__YOUR INSTRUCTIONS__:
Which lines in the records below mention the word "text"? Copy each one out.

(Records from a collection)
#####
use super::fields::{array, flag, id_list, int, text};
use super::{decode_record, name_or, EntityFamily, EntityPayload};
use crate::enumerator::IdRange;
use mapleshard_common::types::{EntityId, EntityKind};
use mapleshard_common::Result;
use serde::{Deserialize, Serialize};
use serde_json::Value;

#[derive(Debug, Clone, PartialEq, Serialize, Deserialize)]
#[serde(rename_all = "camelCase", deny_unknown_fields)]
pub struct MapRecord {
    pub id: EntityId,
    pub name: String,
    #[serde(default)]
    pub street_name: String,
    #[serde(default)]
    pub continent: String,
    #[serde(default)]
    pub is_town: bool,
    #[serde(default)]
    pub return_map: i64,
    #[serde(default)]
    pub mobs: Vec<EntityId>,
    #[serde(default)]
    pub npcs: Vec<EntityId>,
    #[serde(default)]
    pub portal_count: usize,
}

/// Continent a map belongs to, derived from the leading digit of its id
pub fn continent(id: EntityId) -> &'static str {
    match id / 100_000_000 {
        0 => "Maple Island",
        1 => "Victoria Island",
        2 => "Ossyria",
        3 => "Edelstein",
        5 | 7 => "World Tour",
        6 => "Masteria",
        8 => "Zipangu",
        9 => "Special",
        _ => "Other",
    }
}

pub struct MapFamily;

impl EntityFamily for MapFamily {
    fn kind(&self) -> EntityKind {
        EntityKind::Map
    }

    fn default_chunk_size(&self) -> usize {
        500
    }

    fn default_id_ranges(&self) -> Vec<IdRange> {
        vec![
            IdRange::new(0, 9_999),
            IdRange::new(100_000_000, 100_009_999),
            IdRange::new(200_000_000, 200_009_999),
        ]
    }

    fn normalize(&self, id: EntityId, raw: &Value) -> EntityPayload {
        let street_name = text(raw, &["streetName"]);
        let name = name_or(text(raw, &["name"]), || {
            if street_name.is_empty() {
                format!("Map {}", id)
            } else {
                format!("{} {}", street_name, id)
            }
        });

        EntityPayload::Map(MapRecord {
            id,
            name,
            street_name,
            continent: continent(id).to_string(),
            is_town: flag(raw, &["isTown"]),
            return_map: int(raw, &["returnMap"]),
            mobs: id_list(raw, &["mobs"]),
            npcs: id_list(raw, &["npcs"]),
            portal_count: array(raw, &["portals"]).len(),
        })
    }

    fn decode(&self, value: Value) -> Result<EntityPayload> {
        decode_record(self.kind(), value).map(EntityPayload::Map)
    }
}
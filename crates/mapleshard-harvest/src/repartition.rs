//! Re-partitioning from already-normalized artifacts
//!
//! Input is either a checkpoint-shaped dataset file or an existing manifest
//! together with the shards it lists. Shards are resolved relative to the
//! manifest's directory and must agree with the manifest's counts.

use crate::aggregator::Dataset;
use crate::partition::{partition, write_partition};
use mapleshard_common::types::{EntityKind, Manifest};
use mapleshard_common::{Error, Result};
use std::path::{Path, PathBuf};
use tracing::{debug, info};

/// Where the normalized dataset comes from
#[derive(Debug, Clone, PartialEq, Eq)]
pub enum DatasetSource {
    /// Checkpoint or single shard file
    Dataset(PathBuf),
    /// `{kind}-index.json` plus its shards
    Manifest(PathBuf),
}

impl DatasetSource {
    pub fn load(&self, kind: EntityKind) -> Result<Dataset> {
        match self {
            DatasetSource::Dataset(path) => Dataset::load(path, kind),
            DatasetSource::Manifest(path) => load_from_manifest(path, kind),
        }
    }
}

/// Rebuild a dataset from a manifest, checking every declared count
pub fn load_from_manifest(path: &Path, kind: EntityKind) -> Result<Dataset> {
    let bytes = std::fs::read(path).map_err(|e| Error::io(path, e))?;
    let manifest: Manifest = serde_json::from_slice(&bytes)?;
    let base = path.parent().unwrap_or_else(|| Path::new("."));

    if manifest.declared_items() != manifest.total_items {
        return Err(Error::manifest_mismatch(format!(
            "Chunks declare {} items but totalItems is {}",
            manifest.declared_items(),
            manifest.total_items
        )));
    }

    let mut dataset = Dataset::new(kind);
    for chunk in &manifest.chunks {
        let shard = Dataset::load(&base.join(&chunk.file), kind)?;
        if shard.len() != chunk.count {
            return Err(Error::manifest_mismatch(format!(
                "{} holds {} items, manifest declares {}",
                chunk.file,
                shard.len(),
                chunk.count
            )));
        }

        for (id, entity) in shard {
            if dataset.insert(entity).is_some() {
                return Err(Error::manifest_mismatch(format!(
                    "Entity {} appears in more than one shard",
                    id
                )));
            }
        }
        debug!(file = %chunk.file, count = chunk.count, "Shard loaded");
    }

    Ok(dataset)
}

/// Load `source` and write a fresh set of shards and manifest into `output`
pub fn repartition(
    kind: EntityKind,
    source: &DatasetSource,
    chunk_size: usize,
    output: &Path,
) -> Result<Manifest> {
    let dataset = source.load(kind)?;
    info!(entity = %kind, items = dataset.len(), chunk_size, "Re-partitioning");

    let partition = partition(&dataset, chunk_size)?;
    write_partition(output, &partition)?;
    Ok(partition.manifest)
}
#####
__REPLY TO THE EXERCISE__:
use super::fields::{array, flag, id_list, int, text};
        let street_name = text(raw, &["streetName"]);
        let name = name_or(text(raw, &["name"]), || {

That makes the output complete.